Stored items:
——

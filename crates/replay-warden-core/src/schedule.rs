use std::{
    sync::atomic::{AtomicU64, Ordering},
    time::Duration,
};

/// Shared view of the rotation interval.
///
/// Read on every arm and written only when an operator changes the cut time,
/// so the value is a single atomic: readers always see a consistent snapshot
/// without taking a lock on the timer path.
#[derive(Debug)]
pub struct RotationSchedule {
    minutes: AtomicU64,
}

impl RotationSchedule {
    /// Creates a schedule with the given interval in minutes.
    pub fn new(minutes: u64) -> Self {
        Self {
            minutes: AtomicU64::new(minutes),
        }
    }

    /// Current interval in minutes.
    pub fn minutes(&self) -> u64 {
        self.minutes.load(Ordering::Acquire)
    }

    /// Replaces the interval. Callers validate that `minutes` is non-zero.
    pub fn set_minutes(&self, minutes: u64) {
        self.minutes.store(minutes, Ordering::Release);
    }

    /// Current interval as a [`Duration`].
    ///
    /// Saturates at `u64::MAX` seconds so an absurdly large configured
    /// interval never wraps into a short or zero duration.
    pub fn interval(&self) -> Duration {
        Duration::from_secs(self.minutes().saturating_mul(60))
    }
}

——

Exercise: Check each line above for the string "RotationSchedule" and show the ones that have it.

Answer box:
pub struct RotationSchedule {
impl RotationSchedule {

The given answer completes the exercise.